Beginning at the line containing "pub enum ProviderDetails" in the material below and ending at the line containing "pub struct Report", return each line exactly and add nothing.

GIVEN RECORDS:
________

//! Scan reports returned by the supported services.
//!
//! Every service speaks its own JSON dialect. Each dialect is deserialized into
//! a private wire struct and then converted into the provider-neutral
//! [`Report`], which keeps the service specific bits as explicit variant
//! payloads ([`ProviderDetails`], [`EngineDetails`]) instead of a type
//! hierarchy.
//!
//! The cache stores the raw response body, so [`Provider::decode`] is used for
//! both live responses and cached files.

pub mod honeypot;
pub mod metascan;
pub mod virustotal;

use chrono::{DateTime, Duration, Utc};
use clap::ValueEnum;
use serde::{Deserialize, Serialize};

/// Response code: the resource is known and a report is available.
pub const RESPONSE_FOUND: i64 = 1;
/// Response code: the resource is not known to the service.
pub const RESPONSE_NOT_FOUND: i64 = 0;
/// Response code: the resource is queued for analysis.
pub const RESPONSE_QUEUED: i64 = -2;

/// The scanning services this tool can talk to.
#[derive(Debug, Clone, Copy, PartialEq, Eq, Hash, Default, Serialize, Deserialize, ValueEnum)]
#[serde(rename_all = "lowercase")]
pub enum Provider {
    /// VirusTotal public API, version 2.
    #[default]
    #[value(name = "virustotal", alias = "vt")]
    VirusTotal,
    /// Legacy VirusTotal honeypot API.
    Honeypot,
    /// Metascan / Metadefender Cloud.
    #[value(alias = "metadefender")]
    Metascan,
}

impl Provider {
    /// Human readable service name.
    #[must_use]
    pub fn name(self) -> &'static str {
        match self {
            Self::VirusTotal => "VirusTotal",
            Self::Honeypot => "VirusTotal honeypot",
            Self::Metascan => "Metadefender",
        }
    }

    /// Directory name of this service's report cache below `~/.scan-tool`.
    #[must_use]
    pub fn cache_dir_name(self) -> &'static str {
        match self {
            Self::VirusTotal => "vt-cache",
            Self::Honeypot => "honeypot-cache",
            Self::Metascan => "metascan-cache",
        }
    }

    /// Decode a raw response body (live or cached) into a [`Report`].
    ///
    /// # Errors
    ///
    /// Returns the JSON error if the body is not a report of this service.
    pub fn decode(self, body: &[u8]) -> Result<Report, serde_json::Error> {
        match self {
            Self::VirusTotal => virustotal::decode(body),
            Self::Honeypot => honeypot::decode(body),
            Self::Metascan => metascan::decode(body),
        }
    }
}

impl std::fmt::Display for Provider {
    fn fmt(&self, f: &mut std::fmt::Formatter<'_>) -> std::fmt::Result {
        f.write_str(self.name())
    }
}

/// Result of a single antivirus engine inside a report.
#[derive(Debug, Clone, PartialEq)]
pub struct EngineResult {
    /// Engine name, unique within one report.
    pub engine: String,
    /// Whether the engine flagged the file.
    pub detected: bool,
    /// Threat label, empty when nothing was found.
    pub result: String,
    /// Service specific engine metadata.
    pub details: EngineDetails,
}

/// Engine metadata only some services provide.
#[derive(Debug, Clone, PartialEq)]
pub enum EngineDetails {
    /// VirusTotal engine version and definition date.
    VirusTotal { version: String, update: String },
    /// The honeypot API only reports the threat label.
    Honeypot,
    /// Metadefender numeric verdict, definition time and scan duration.
    Metascan {
        scan_result: i64,
        def_time: String,
        scan_time_ms: u64,
    },
}

/// Report level data only some services provide.
#[derive(Debug, Clone, PartialEq)]
pub enum ProviderDetails {
    /// VirusTotal echoes the requested resource.
    VirusTotal { resource: String, verbose_msg: String },
    Honeypot,
    /// Metadefender job state.
    Metascan {
        data_id: String,
        scan_all_result: Option<i64>,
        scan_all_result_text: String,
        progress_percentage: Option<u32>,
    },
}

/// A decoded scan report.
#[derive(Debug, Clone, PartialEq)]
pub struct Report {
    /// Normalized response code, see [`RESPONSE_FOUND`] and friends.
    pub response_code: i64,
    /// Scan id for follow-up requests, if the service returned one.
    pub scan_id: Option<String>,
    /// Scan date as sent by the service.
    pub scan_date: String,
    /// Parsed scan date, `None` when the date could not be parsed.
    pub scan_time: Option<DateTime<Utc>>,
    /// Number of engines that flagged the file.
    pub positives: u32,
    /// Number of engines consulted.
    pub total: u32,
    /// Per engine results, sorted by engine name.
    pub engines: Vec<EngineResult>,
    /// Link to the human readable report.
    pub permalink: String,
    /// MD5 of the content, if the service sent it.
    pub md5: Option<String>,
    /// SHA-1 of the content, if the service sent it.
    pub sha1: Option<String>,
    /// SHA-256 of the content, if the service sent it.
    pub sha256: Option<String>,
    /// Service specific payload.
    pub details: ProviderDetails,
}

impl Report {
    /// The report is complete and carries a verdict.
    #[must_use]
    pub fn successful_retrieval(&self) -> bool {
        match &self.details {
            ProviderDetails::Metascan {
                data_id,
                scan_all_result_text,
                ..
            } => !self.engines.is_empty() && !scan_all_result_text.is_empty() && !data_id.is_empty(),
            _ => self.response_code == RESPONSE_FOUND,
        }
    }

    /// The service does not know the resource.
    #[must_use]
    pub fn not_found(&self) -> bool {
        match &self.details {
            ProviderDetails::Metascan { data_id, .. } => {
                !self.still_in_queue() && (data_id.is_empty() || self.engines.is_empty())
            }
            _ => self.response_code == RESPONSE_NOT_FOUND,
        }
    }

    /// The resource is queued or being analysed.
    #[must_use]
    pub fn still_in_queue(&self) -> bool {
        match &self.details {
            ProviderDetails::Metascan {
                data_id,
                progress_percentage,
                ..
            } => !data_id.is_empty() && progress_percentage.is_some_and(|p| p < 100),
            _ => self.response_code == RESPONSE_QUEUED,
        }
    }

    /// Whether the report is older than `max_age` at `now`.
    ///
    /// Reports without a parsable scan date are never considered stale.
    #[must_use]
    pub fn is_older_than(&self, max_age: Duration, now: DateTime<Utc>) -> bool {
        self.scan_time.is_some_and(|t| t < now - max_age)
    }

    /// Content hash embedded in the report, used to verify cache entries.
    ///
    /// Falls back to the echoed VirusTotal resource when it is a SHA-256.
    #[must_use]
    pub fn embedded_sha256(&self) -> Option<&str> {
        if let Some(sha256) = self.sha256.as_deref().filter(|s| !s.is_empty()) {
            return Some(sha256);
        }
        match &self.details {
            ProviderDetails::VirusTotal { resource, .. } if crate::hash::is_sha256(resource) => {
                Some(resource)
            }
            _ => None,
        }
    }

    /// Classify a completed report against `maybe_limit`.
    ///
    /// Counts detecting engines. A Metadefender report whose aggregate
    /// result flags the file is at least possibly infected, even when no
    /// single engine did.
    #[must_use]
    pub fn verdict(&self, maybe_limit: u32) -> Verdict {
        match classify(self.positives, maybe_limit) {
            Verdict::Clean if metascan::aggregate_infected(self) => Verdict::PossiblyInfected,
            verdict => verdict,
        }
    }

    /// Engines that flagged the file.
    pub fn detections(&self) -> impl Iterator<Item = &EngineResult> {
        self.engines.iter().filter(|e| e.detected)
    }
}

/// Outcome of classifying a completed report.
#[derive(Debug, Clone, Copy, PartialEq, Eq)]
pub enum Verdict {
    /// No engine flagged the file.
    Clean,
    /// At least one but no more than the configured limit of engines.
    PossiblyInfected,
    /// More engines than the configured limit.
    Infected,
}

/// Classify a positives count against the "maybe" limit.
#[must_use]
pub fn classify(positives: u32, maybe_limit: u32) -> Verdict {
    if positives == 0 {
        Verdict::Clean
    } else if positives <= maybe_limit {
        Verdict::PossiblyInfected
    } else {
        Verdict::Infected
    }
}

/// Parse the `YYYY-MM-DD HH:MM:SS` dates used by VirusTotal as UTC.
pub(crate) fn parse_vt_date(date: &str) -> Option<DateTime<Utc>> {
    chrono::NaiveDateTime::parse_from_str(date.trim(), "%Y-%m-%d %H:%M:%S")
        .ok()
        .map(|naive| naive.and_utc())
}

________

SOLUTION FOR THIS EXERCISE:
pub enum ProviderDetails {
    /// VirusTotal echoes the requested resource.
    VirusTotal { resource: String, verbose_msg: String },
    Honeypot,
    /// Metadefender job state.
    Metascan {
        data_id: String,
        scan_all_result: Option<i64>,
        scan_all_result_text: String,
        progress_percentage: Option<u32>,
    },
}

/// A decoded scan report.
#[derive(Debug, Clone, PartialEq)]
pub struct Report {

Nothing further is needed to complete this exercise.